Я не уверена, что сама смогла бы провернуть такое. Но мама сделала для меня все. А я отплатила ей лишь тем, что пару раз «выиграла» второе место.

После перехода во взрослую категорию я не победила ни разу, и никто на самом деле не понимал, почему так происходит. Никто, кроме меня.

Мама заслуживала лучшего, и мне захотелось вернуть ей долг.

— Джесмииииии, — игриво подвывала мама мне в ухо, прижимаясь все сильнее и не обращая внимания на то, что мне это не нравилось. — Просто расскажи мне. Я знаю, ты этого хочешь. Я никому не скажу. Обещаю.

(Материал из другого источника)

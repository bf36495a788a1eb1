//! Application layer: the ledger and chain engines.
//!
//! `LedgerEngine` enforces the monetary invariants over the transaction log;
//! `ChainEngine` seals batches of those transactions into a proof-of-work
//! hash chain. Both are owned instances injected with their stores.

pub mod chain;
pub mod ledger;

— Нет, — презрительно усмехнулась я, и мама поняла, что со мной такое не пройдет. — И ты — врушка.

— Это я врушка? — имела наглость спросить моя мать, словно искренне верила своему обещанию не проговориться. Я была болтуньей, но от кого же я это унаследовала? От нее.

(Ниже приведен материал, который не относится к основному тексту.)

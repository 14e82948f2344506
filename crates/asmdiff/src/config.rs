//! Harness configuration.

use std::path::{Path, PathBuf};
use std::time::Duration;

use crate::build_utils;
use crate::case::TestKind;

/// Default per-process timeout in seconds.
pub const DEFAULT_TIMEOUT_SECS: u64 = 10;

/// Where one test kind's sources, runtime and oracle files live.
#[derive(Debug, Clone)]
pub struct CorpusConfig {
    /// Directory scanned for sources with the kind's extension.
    pub source_dir: PathBuf,
    /// Runtime support file linked into every executable.
    pub runtime: PathBuf,
    /// Arguments placed between the compiler launcher and `--file`.
    pub compiler_args: Vec<String>,
    /// Directory of `<name>.ans` files. When set, stdout is checked against
    /// these files instead of a reference binary.
    pub oracle_dir: Option<PathBuf>,
}

impl CorpusConfig {
    /// Default layout for a test kind.
    #[must_use]
    pub fn for_kind(kind: TestKind) -> Self {
        match kind {
            TestKind::C => Self {
                source_dir: PathBuf::from("real_tests/C"),
                runtime: PathBuf::from("real_tests/cruntime.c"),
                compiler_args: launcher_args("mbtcc"),
                oracle_dir: None,
            },
            TestKind::MiniMoonBit => Self {
                source_dir: PathBuf::from("real_tests/MiniMoonBit"),
                runtime: PathBuf::from("real_tests/mbtruntime.c"),
                compiler_args: launcher_args("minimbt"),
                oracle_dir: Some(PathBuf::from("real_tests/MiniMoonBitAns")),
            },
        }
    }

    #[must_use]
    pub fn with_source_dir(mut self, dir: impl Into<PathBuf>) -> Self {
        self.source_dir = dir.into();
        self
    }

    #[must_use]
    pub fn with_runtime(mut self, path: impl Into<PathBuf>) -> Self {
        self.runtime = path.into();
        self
    }

    #[must_use]
    pub fn with_compiler_args<I, S>(mut self, args: I) -> Self
    where
        I: IntoIterator<Item = S>,
        S: Into<String>,
    {
        self.compiler_args = args.into_iter().map(Into::into).collect();
        self
    }

    #[must_use]
    pub fn with_oracle_dir(mut self, dir: Option<PathBuf>) -> Self {
        self.oracle_dir = dir;
        self
    }
}

fn launcher_args(package: &str) -> Vec<String> {
    vec!["run".to_string(), package.to_string(), "--".to_string()]
}

/// External programs used by the harness.
#[derive(Debug, Clone)]
pub struct ToolConfig {
    /// Launcher for the compiler under test (`moon run <pkg> -- ...`).
    pub compiler: PathBuf,
    /// Trusted reference compiler; also builds reference binaries for every target.
    pub reference_cc: PathBuf,
    /// Cross GCC driver for riscv64.
    pub riscv_cc: PathBuf,
    /// Compiler driver used as assembler/linker for aarch64.
    pub aarch64_cc: PathBuf,
    /// Instruction-set simulator for riscv64 binaries.
    pub simulator: PathBuf,
    /// OS-emulation shim loaded by the simulator before the binary.
    pub simulator_shim: String,
    /// Extra flags appended to every link (e.g. `-lm`).
    pub link_flags: Vec<String>,
}

impl Default for ToolConfig {
    fn default() -> Self {
        Self {
            compiler: PathBuf::from("moon"),
            reference_cc: PathBuf::from("clang"),
            riscv_cc: PathBuf::from("riscv64-unknown-elf-gcc"),
            aarch64_cc: PathBuf::from("clang"),
            simulator: PathBuf::from("spike"),
            simulator_shim: "pk".to_string(),
            link_flags: vec!["-lm".to_string()],
        }
    }
}

impl ToolConfig {
    /// Defaults, with the RISC-V GCC prefix taken from PATH when one is installed.
    #[must_use]
    pub fn detect() -> Self {
        let mut tools = Self::default();
        if let Some(prefix) = build_utils::find_toolchain() {
            tools.riscv_cc = PathBuf::from(format!("{prefix}gcc"));
        }
        tools
    }
}

/// Configuration for a harness run.
#[derive(Debug, Clone)]
pub struct HarnessConfig {
    /// Base for relative corpus and runtime paths.
    pub root: PathBuf,
    /// Directory receiving transient artifacts (default: `root`).
    pub work_dir: Option<PathBuf>,
    pub c: CorpusConfig,
    pub mbt: CorpusConfig,
    pub tools: ToolConfig,
    /// Per-process timeout; `None` waits forever.
    pub timeout: Option<Duration>,
    /// Worker threads (0 = one per CPU, 1 = sequential).
    pub jobs: usize,
    /// Treat any compiler output on a successful exit as a compilation failure.
    pub strict_diagnostics: bool,
}

impl Default for HarnessConfig {
    fn default() -> Self {
        Self {
            root: PathBuf::from("."),
            work_dir: None,
            c: CorpusConfig::for_kind(TestKind::C),
            mbt: CorpusConfig::for_kind(TestKind::MiniMoonBit),
            tools: ToolConfig::default(),
            timeout: Some(Duration::from_secs(DEFAULT_TIMEOUT_SECS)),
            jobs: 1,
            strict_diagnostics: false,
        }
    }
}

impl HarnessConfig {
    #[must_use]
    pub fn with_root(mut self, root: impl Into<PathBuf>) -> Self {
        self.root = root.into();
        self
    }

    #[must_use]
    pub fn with_work_dir(mut self, dir: impl Into<PathBuf>) -> Self {
        self.work_dir = Some(dir.into());
        self
    }

    #[must_use]
    pub fn with_corpus(mut self, kind: TestKind, corpus: CorpusConfig) -> Self {
        match kind {
            TestKind::C => self.c = corpus,
            TestKind::MiniMoonBit => self.mbt = corpus,
        }
        self
    }

    #[must_use]
    pub fn with_tools(mut self, tools: ToolConfig) -> Self {
        self.tools = tools;
        self
    }

    /// Set timeout in seconds (0 disables it).
    #[must_use]
    pub fn with_timeout(mut self, secs: u64) -> Self {
        self.timeout = (secs > 0).then(|| Duration::from_secs(secs));
        self
    }

    #[must_use]
    pub const fn with_jobs(mut self, jobs: usize) -> Self {
        self.jobs = jobs;
        self
    }

    #[must_use]
    pub const fn with_strict_diagnostics(mut self, strict: bool) -> Self {
        self.strict_diagnostics = strict;
        self
    }

    #[must_use]
    pub const fn corpus(&self, kind: TestKind) -> &CorpusConfig {
        match kind {
            TestKind::C => &self.c,
            TestKind::MiniMoonBit => &self.mbt,
        }
    }

    /// Resolve a configured path against `root`.
    #[must_use]
    pub fn resolve(&self, path: &Path) -> PathBuf {
        if path.is_absolute() {
            path.to_path_buf()
        } else {
            self.root.join(path)
        }
    }

    #[must_use]
    pub fn work_dir(&self) -> PathBuf {
        self.work_dir
            .as_deref()
            .map_or_else(|| self.root.clone(), |dir| self.resolve(dir))
    }

    /// Number of worker threads to use.
    #[must_use]
    pub fn effective_jobs(&self) -> usize {
        if self.jobs == 0 {
            num_cpus::get().max(1)
        } else {
            self.jobs
        }
    }
}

— Ну не я же обещаю не выдать мой секрет, — настаивала я, кося на нее глазом и пытаясь потянуть время, чтобы обдумать будущие слова и не бросаться с головой в омут.

Стоило ли говорить маме? Она уже догадалась, что я что-то скрываю.

Я поняла, что мама у меня на крючке, когда она шумно вздохнула, признавая, что она такая, какая есть — ужасная, жуткая врушка.

— Хорошо, я скажу только… одному человеку. Договорились?

— Кому?

Она замолчала. Было слишком много людей, которым она обычно все выбалтывала. Ей нужно было выбрать. Господи.

— Бену.

Ее мужу, Номеру четыре. Краешком глаза я могла видеть только ее рыжие волосы, и я понимала, что лучше ситуация уже не станет. Мама не отступит. Тем более теперь, когда я дала ей понять, что знаю о ее намерениях.

Я вздохнула. Сейчас или никогда?

— Только не радуйся…

О боже, — практически выдохнула она, и я поняла, что уже слишком поздно.

Я закатила глаза и полностью развернулась, чтобы видеть ее лицо.

— Нет, мама. Нет. Пока не радуйся. Я даже не собиралась ничего говорить…

Расскажи, — прошептала она хриплым голосом, как будто одержимый бесами ребенок из фильма ужасов.

Я моргнула.

— Если пообещаешь никогда больше не говорить таким голосом.

Мама застонала и снова превратилась в свой любимый образ паукообразной обезьяны, душащей меня в объятиях.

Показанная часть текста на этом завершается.